Mucosa-dependent muscarinic liberation of prostaglandins from rat isolated trachea.

1. The present study examined whether cholinoceptor stimulation modulates the release of arachidonic acid-derived mediators from rat isolate tracheae. 2. Tracheae were preincubated with [3H]-arachidonic acid and the outflow of 3H-compounds was determined. Acetylcholine and the muscarinic agonist, carbachol but not nicotine, increased the rate of tritium outflow maximally by about 30%. The M3 receptor-preferring antagonist rho-fluoro-hexahydrosiladiphenidol was more effective than pirenzepine and methoctramine in antagonizing the effect of acetylcholine. 3. High performance liquid chromatography analysis (methanol gradient) of the released 3H-compounds showed that one peak, co-eluting with [14C]-prostaglandin E2([14C]-PGE2) and [3H]-PGD2, was enhanced almost 10 fold following muscarinic receptor activation, whereas the outflow of [3H]-arachidonic acid remained unaffected. 4. Using an acetonitril gradient separation it was shown that [3H]-PGE2, [3H]-PGD2 and [3H]-PGF2alpha are released spontaneously, but [3H]-PGE2 represented the major fraction of 3H-prostaglandins.
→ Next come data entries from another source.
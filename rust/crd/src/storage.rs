//! Storage configuration of the Kafka and ZooKeeper clusters.

use std::collections::BTreeMap;

use schemars::JsonSchema;
use serde::{Deserialize, Serialize};

/// Storage accepted by the Kafka cluster, including JBOD arrays built out of
/// several volumes.
#[derive(Serialize, Deserialize, Clone, Debug, PartialEq, JsonSchema)]
#[serde(tag = "type", rename_all = "kebab-case")]
pub enum KafkaStorage {
    Ephemeral(EphemeralStorage),
    PersistentClaim(PersistentClaimStorage),
    Jbod(JbodStorage),
}

/// Storage accepted where only a single volume is supported, such as the
/// ZooKeeper cluster or one entry of a JBOD array.
#[derive(Serialize, Deserialize, Clone, Debug, PartialEq, JsonSchema)]
#[serde(tag = "type", rename_all = "kebab-case")]
pub enum SingleVolumeStorage {
    Ephemeral(EphemeralStorage),
    PersistentClaim(PersistentClaimStorage),
}

/// Ephemeral storage uses the `emptyDir` volumes of the pods. The data is
/// lost when the pod is deleted.
#[derive(Serialize, Deserialize, Clone, Debug, PartialEq, JsonSchema)]
#[serde(rename_all = "camelCase")]
pub struct EphemeralStorage {
    /// When type=ephemeral, defines the total amount of local storage
    /// required for this EmptyDir volume (for example `2Gi`).
    #[serde(default, skip_serializing_if = "Option::is_none")]
    pub size_limit: Option<String>,

    /// Storage identification number. Mandatory for storage volumes defined
    /// in a storage of type `jbod`.
    #[serde(default, skip_serializing_if = "Option::is_none")]
    #[schemars(range(min = 0))]
    pub id: Option<i32>,
}

/// Persistent storage uses PersistentVolumeClaims to provision the volumes.
#[derive(Serialize, Deserialize, Clone, Debug, PartialEq, JsonSchema)]
#[serde(rename_all = "camelCase")]
pub struct PersistentClaimStorage {
    /// When type=persistent-claim, defines the size of the persistent volume
    /// claim, such as `100Gi`.
    pub size: String,

    /// The storage class to use for dynamic volume allocation.
    #[serde(default, skip_serializing_if = "Option::is_none")]
    pub class: Option<String>,

    /// Specifies a specific persistent volume to use. It contains key:value
    /// pairs representing labels for selecting such a volume.
    #[serde(default, skip_serializing_if = "Option::is_none")]
    pub selector: Option<BTreeMap<String, String>>,

    /// Specifies if the persistent volume claim has to be deleted when the
    /// cluster is un-deployed. Default is false.
    #[serde(default, skip_serializing_if = "Option::is_none")]
    pub delete_claim: Option<bool>,

    /// Overrides for individual brokers. The `overrides` field allows
    /// specifying a different configuration for different brokers.
    #[serde(default, skip_serializing_if = "Option::is_none")]
    pub overrides: Option<Vec<PersistentClaimStorageOverride>>,

    /// Storage identification number. Mandatory for storage volumes defined
    /// in a storage of type `jbod`.
    #[serde(default, skip_serializing_if = "Option::is_none")]
    #[schemars(range(min = 0))]
    pub id: Option<i32>,
}

#[derive(Serialize, Deserialize, Clone, Debug, PartialEq, JsonSchema)]
#[serde(rename_all = "camelCase")]
pub struct PersistentClaimStorageOverride {
    /// Id of the kafka broker (broker identifier).
    pub broker: i32,

    /// The storage class to use for dynamic volume allocation for this
    /// broker.
    #[serde(default, skip_serializing_if = "Option::is_none")]
    pub class: Option<String>,
}

/// JBOD storage: a disk array made of several ephemeral or persistent
/// volumes.
#[derive(Serialize, Deserialize, Clone, Debug, PartialEq, JsonSchema)]
#[serde(rename_all = "camelCase")]
pub struct JbodStorage {
    /// List of volumes as Storage objects representing the JBOD disks array.
    #[schemars(length(min = 1))]
    pub volumes: Vec<SingleVolumeStorage>,
}

#[cfg(test)]
mod test {
    use super::{KafkaStorage, PersistentClaimStorage, SingleVolumeStorage};

    #[test]
    fn parses_jbod_with_mixed_volume_types() {
        let input = r#"
        type: jbod
        volumes:
          - type: persistent-claim
            id: 0
            size: 100Gi
            deleteClaim: false
          - type: ephemeral
            id: 1
            sizeLimit: 2Gi
        "#;
        let storage: KafkaStorage = serde_yaml::from_str(input).unwrap();
        let KafkaStorage::Jbod(jbod) = storage else {
            panic!("expected jbod storage");
        };
        assert_eq!(jbod.volumes.len(), 2);
        assert!(matches!(
            &jbod.volumes[0],
            SingleVolumeStorage::PersistentClaim(PersistentClaimStorage {
                size,
                id: Some(0),
                ..
            }) if size == "100Gi"
        ));
    }

    #[test]
    fn serializes_the_type_discriminator() {
        let storage = KafkaStorage::PersistentClaim(PersistentClaimStorage {
            size: "10Gi".to_string(),
            class: None,
            selector: None,
            delete_claim: Some(true),
            overrides: None,
            id: None,
        });
        let yaml = serde_yaml::to_string(&storage).unwrap();
        assert!(yaml.contains("type: persistent-claim"), "{yaml}");
        assert!(yaml.contains("deleteClaim: true"), "{yaml}");
        assert!(!yaml.contains("class"), "{yaml}");
    }
}
//! Best-effort delivery of domain events to the external ports.
//!
//! # Responsibility
//! - Re-read current meeting state per event and call the matching port.
//! - Absorb port failures: log, count, move on.
//!
//! # Invariants
//! - Dispatch never returns an error; the caller's transition is already
//!   committed by the time events are delivered.
//! - A calendar update without a stored external id degrades to a create.

use crate::model::meeting::{Meeting, MeetingId};
use crate::repo::meeting_repo::MeetingRepository;
use crate::sync::{BillingLedger, CalendarSync, DomainEvent, NotificationSink};
use log::{debug, warn};

/// Counts of how a dispatched batch fared.
#[derive(Debug, Clone, Copy, Default, PartialEq, Eq)]
pub struct DispatchReport {
    pub delivered: usize,
    pub failed: usize,
    pub skipped: usize,
}

/// Fans domain events out to the calendar, ledger, and notification ports.
pub struct SyncDispatcher<'a, M: MeetingRepository> {
    meetings: M,
    calendar: &'a dyn CalendarSync,
    ledger: &'a dyn BillingLedger,
    notifications: &'a dyn NotificationSink,
}

impl<'a, M: MeetingRepository> SyncDispatcher<'a, M> {
    pub fn new(
        meetings: M,
        calendar: &'a dyn CalendarSync,
        ledger: &'a dyn BillingLedger,
        notifications: &'a dyn NotificationSink,
    ) -> Self {
        Self {
            meetings,
            calendar,
            ledger,
            notifications,
        }
    }

    /// Delivers a batch of events, in order.
    ///
    /// # Side effects
    /// - Stores external event ids produced by calendar creates.
    /// - Emits `sync_dispatch` logging events for failures.
    pub fn dispatch(&self, events: &[DomainEvent]) -> DispatchReport {
        let mut report = DispatchReport::default();
        for event in events {
            match self.deliver(event) {
                Delivery::Delivered => report.delivered += 1,
                Delivery::Skipped(reason) => {
                    debug!("event=sync_dispatch module=sync status=skipped reason={reason}");
                    report.skipped += 1;
                }
                Delivery::Failed(reason) => {
                    warn!("event=sync_dispatch module=sync status=error error={reason}");
                    report.failed += 1;
                }
            }
        }
        report
    }

    fn deliver(&self, event: &DomainEvent) -> Delivery {
        match event {
            DomainEvent::CalendarCreateRequested { meeting_id } => {
                self.with_meeting(*meeting_id, |meeting| self.calendar_create(meeting))
            }
            DomainEvent::CalendarUpdateRequested { meeting_id } => {
                self.with_meeting(*meeting_id, |meeting| match &meeting.external_event_id {
                    Some(event_id) => match self.calendar.update(meeting, event_id) {
                        Ok(()) => Delivery::Delivered,
                        Err(err) => Delivery::Failed(format!("calendar update: {err}")),
                    },
                    // No mirrored event yet; create one instead.
                    None => self.calendar_create(meeting),
                })
            }
            DomainEvent::CalendarDeleteRequested { meeting_id } => {
                self.with_meeting(*meeting_id, |meeting| {
                    let Some(event_id) = &meeting.external_event_id else {
                        return Delivery::Skipped("no external calendar event".to_string());
                    };
                    match self.calendar.delete(event_id) {
                        Ok(()) => match self.meetings.set_external_event_id(meeting.id, None) {
                            Ok(()) => Delivery::Delivered,
                            Err(err) => Delivery::Failed(format!("clear external event id: {err}")),
                        },
                        Err(err) => Delivery::Failed(format!("calendar delete: {err}")),
                    }
                })
            }
            DomainEvent::LedgerEntryCreateRequested { meeting_id } => {
                self.with_meeting(*meeting_id, |meeting| match meeting.scheduled_hours() {
                    Some(hours) => match self.ledger.create_entry(meeting, hours) {
                        Ok(()) => Delivery::Delivered,
                        Err(err) => Delivery::Failed(format!("ledger create: {err}")),
                    },
                    None => Delivery::Skipped("meeting is not scheduled".to_string()),
                })
            }
            DomainEvent::LedgerEntryUpdateRequested { meeting_id } => {
                self.with_meeting(*meeting_id, |meeting| match meeting.scheduled_hours() {
                    Some(hours) => match self.ledger.update_entry(meeting, hours) {
                        Ok(()) => Delivery::Delivered,
                        Err(err) => Delivery::Failed(format!("ledger update: {err}")),
                    },
                    None => Delivery::Skipped("meeting is not scheduled".to_string()),
                })
            }
            DomainEvent::LedgerEntryDeleteRequested { meeting_id } => {
                match self.ledger.delete_entry(*meeting_id) {
                    Ok(()) => Delivery::Delivered,
                    Err(err) => Delivery::Failed(format!("ledger delete: {err}")),
                }
            }
            DomainEvent::NotificationRequested(notification) => {
                match self.notifications.emit(notification) {
                    Ok(()) => Delivery::Delivered,
                    Err(err) => Delivery::Failed(format!("notification: {err}")),
                }
            }
        }
    }

    fn calendar_create(&self, meeting: &Meeting) -> Delivery {
        match self.calendar.create(meeting) {
            Ok(event_id) => {
                match self.meetings.set_external_event_id(meeting.id, Some(&event_id)) {
                    Ok(()) => Delivery::Delivered,
                    Err(err) => Delivery::Failed(format!("store external event id: {err}")),
                }
            }
            Err(err) => Delivery::Failed(format!("calendar create: {err}")),
        }
    }

    fn with_meeting(
        &self,
        meeting_id: MeetingId,
        deliver: impl FnOnce(&Meeting) -> Delivery,
    ) -> Delivery {
        match self.meetings.get_meeting(meeting_id) {
            Ok(Some(meeting)) => deliver(&meeting),
            Ok(None) => Delivery::Skipped(format!("meeting {meeting_id} no longer exists")),
            Err(err) => Delivery::Failed(format!("load meeting {meeting_id}: {err}")),
        }
    }
}

enum Delivery {
    Delivered,
    Skipped(String),
    Failed(String),
}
Acetylcholine enhanced the release of all three 3H-prostaglandins, but the effect on PGE2 was most pronounced and most consistent. 5. After removal of the mucosa the muscarinic effect of acetylcholine on total tritium and on that of the 3H-prostaglandins ([3H]-PGE2/PGD2 peak) was abolished. 6. Acetylcholine also enhanced the outflow of radioimmunologically determined PGE2 in a mucosa-dependent manner. 7. After inhibition of cyclo-oxygenase by 3 microM indomethacin, the outflow of 3H-prostaglandins was reduced to almost undetectable levels and acetylcholine evoked a marked release [3H]-arachidonic acid. The phospholipase A2 inhibitor, quinacrine (up to 100 microM) also blocked the effect of acetylcholine on the outflow of 3H-prostaglandins, but this was not followed by a compensatory increase in the outflow of [3H]-arachidonic acid. 8. In conclusion, activation of muscarinic receptors which have characteristics of the M3 subtype can evoke release of prostaglandins from the airway mucosa.